What the task asks:
Please quote exactly the opening lines of the data, from the first line to the one where "pub const REPORT_WIDTH: usize = 78;" appears.

[Stored data entries]
════════════════
//! # 文本排版工具
//!
//! 报告文本的换行、缩进与 `{name}` 占位符替换。
//!
//! ## 依赖关系
//! - 被 `mopac/description.rs`, `mopac/analyze.rs` 使用
//! - 使用 `regex` 匹配占位符

use regex::Regex;
use std::collections::BTreeMap;
use std::sync::OnceLock;

/// 报告正文的默认行宽
pub const REPORT_WIDTH: usize = 78;

fn placeholder() -> &'static Regex {
    static PATTERN: OnceLock<Regex> = OnceLock::new();
    PATTERN.get_or_init(|| Regex::new(r"\{([^{}]+)\}").expect("valid placeholder regex"))
}

/// 按词换行
pub fn wrap(text: &str, width: usize) -> Vec<String> {
    let mut lines = Vec::new();
    let mut current = String::new();

    for word in text.split_whitespace() {
        if current.is_empty() {
            current = word.to_string();
        } else if current.chars().count() + 1 + word.chars().count() <= width {
            current.push(' ');
            current.push_str(word);
        } else {
            lines.push(current);
            current = word.to_string();
        }
    }

    if !current.is_empty() {
        lines.push(current);
    }

    lines
}

/// 每个非空行加前缀
pub fn indent(text: &str, prefix: &str) -> String {
    text.lines()
        .map(|line| {
            if line.trim().is_empty() {
                String::new()
            } else {
                format!("{}{}", prefix, line)
            }
        })
        .collect::<Vec<_>>()
        .join("\n")
}

/// 将 `{name}` 替换为对应值，未知占位符原样保留
pub fn substitute(template: &str, values: &BTreeMap<String, String>) -> String {
    placeholder()
        .replace_all(template, |caps: &regex::Captures| {
            values
                .get(&caps[1])
                .cloned()
                .unwrap_or_else(|| caps[0].to_string())
        })
        .into_owned()
}

/// 段落换行并缩进（段落以空行分隔）
pub fn format_paragraphs(text: &str, prefix: &str, width: usize) -> String {
    let body_width = width.saturating_sub(prefix.chars().count()).max(20);
    text.split("\n\n")
        .map(|para| {
            wrap(para, body_width)
                .into_iter()
                .map(|line| format!("{}{}", prefix, line))
                .collect::<Vec<_>>()
                .join("\n")
        })
        .collect::<Vec<_>>()
        .join("\n\n")
}

#[cfg(test)]
mod tests {
    use super::*;

    #[test]
    fn test_wrap_long_text() {
        let result = wrap("the quick brown fox", 10);
        assert_eq!(result, vec!["the quick", "brown fox"]);
    }

    #[test]
    fn test_substitute_known_and_unknown() {
        let mut values = BTreeMap::new();
        values.insert("POINT_GROUP".to_string(), "C2v".to_string());
        let text = substitute("The molecule has {POINT_GROUP} symmetry {x}.", &values);
        assert_eq!(text, "The molecule has C2v symmetry {x}.");
    }

    #[test]
    fn test_format_paragraphs_keeps_blank_line() {
        let text = format_paragraphs("one two\n\nthree", "  ", 80);
        assert_eq!(text, "  one two\n\n  three");
    }

    #[test]
    fn test_indent_skips_blank_lines() {
        assert_eq!(indent("a\n\nb", "  "), "  a\n\n  b");
    }
}
//! # compose 命令实现
//!
//! 读取结构与步骤参数，写出 MOPAC 输入文件。
//!
//! ## 功能
//! - 打印步骤说明与每次运行的关键词
//! - 写出 `input.mop`，有后续计算时写出 `followup_N.mop`
//! - 列出登记的文献引用
//!
//! ## 依赖关系
//! - 使用 `cli/compose.rs` 定义的参数
//! - 使用 `mopac/`, `references/`, `parsers/xyz.rs`
//! - 使用 `utils/output.rs`

use super::load_parameters;
use crate::cli::compose::ComposeArgs;
use crate::error::{MopacStepError, Result};
use crate::mopac::{build_jobs, description_text, input_deck};
use crate::parsers::xyz::parse_xyz_file;
use crate::references::{MopacBibliography, References};
use crate::utils::output;

use std::fs;
use std::path::PathBuf;
use tabled::settings::Style;
use tabled::{Table, Tabled};

/// 引用表中的一行
#[derive(Debug, Clone, Tabled)]
struct CitationRow {
    #[tabled(rename = "Reference")]
    alias: String,
    #[tabled(rename = "Level")]
    level: u8,
    #[tabled(rename = "Cited")]
    count: usize,
    #[tabled(rename = "Note")]
    note: String,
}

/// 第 `index` 次运行的输入文件名
pub fn deck_name(index: usize) -> String {
    if index == 0 {
        "input.mop".to_string()
    } else {
        format!("followup_{}.mop", index)
    }
}

/// 执行 compose 命令
pub fn execute(args: ComposeArgs) -> Result<()> {
    let step = load_parameters(&args.options, &args.keywords)?;
    output::print_header(&format!("Composing MOPAC {} step", step.kind()));

    if !args.options.structure.exists() {
        return Err(MopacStepError::FileNotFound {
            path: args.options.structure.display().to_string(),
        });
    }
    let mut configuration = parse_xyz_file(&args.options.structure)?;
    configuration.charge = args.charge;
    configuration.spin_multiplicity = args.multiplicity;
    output::print_info(&format!(
        "Structure '{}': {} atoms ({})",
        configuration.name,
        configuration.n_atoms(),
        configuration.formula()
    ));

    let description = description_text(&step);
    println!("{}\n", description);

    let mut references = References::new();
    let jobs = build_jobs(
        &step,
        &configuration,
        args.step_index <= 1,
        &MopacBibliography,
        &mut references,
    )?;

    fs::create_dir_all(&args.output).map_err(|e| MopacStepError::FileWriteError {
        path: args.output.display().to_string(),
        source: e,
    })?;

    let mut written: Vec<PathBuf> = Vec::new();
    for (i, job) in jobs.iter().enumerate() {
        let path = args.output.join(deck_name(i));
        fs::write(&path, input_deck(job, &configuration, &description)).map_err(|e| {
            MopacStepError::FileWriteError {
                path: path.display().to_string(),
                source: e,
            }
        })?;
        output::print_success(&format!("{}: {}", path.display(), job.keywords.join(" ")));
        written.push(path);
    }

    if !references.is_empty() {
        let rows: Vec<CitationRow> = references
            .records()
            .map(|r| CitationRow {
                alias: r.alias.clone(),
                level: r.level,
                count: references.count(&r.alias),
                note: r.note.clone(),
            })
            .collect();
        println!("\n{}", Table::new(&rows).with(Style::psql()));
    }

    output::print_done(&format!("Wrote {} input file(s)", written.len()));
    Ok(())
}

#[cfg(test)]
mod tests {
    use super::*;

    #[test]
    fn test_deck_names() {
        assert_eq!(deck_name(0), "input.mop");
        assert_eq!(deck_name(1), "followup_1.mop");
    }
}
════════════════
Result:
//! # 文本排版工具
//!
//! 报告文本的换行、缩进与 `{name}` 占位符替换。
//!
//! ## 依赖关系
//! - 被 `mopac/description.rs`, `mopac/analyze.rs` 使用
//! - 使用 `regex` 匹配占位符

use regex::Regex;
use std::collections::BTreeMap;
use std::sync::OnceLock;

/// 报告正文的默认行宽
pub const REPORT_WIDTH: usize = 78;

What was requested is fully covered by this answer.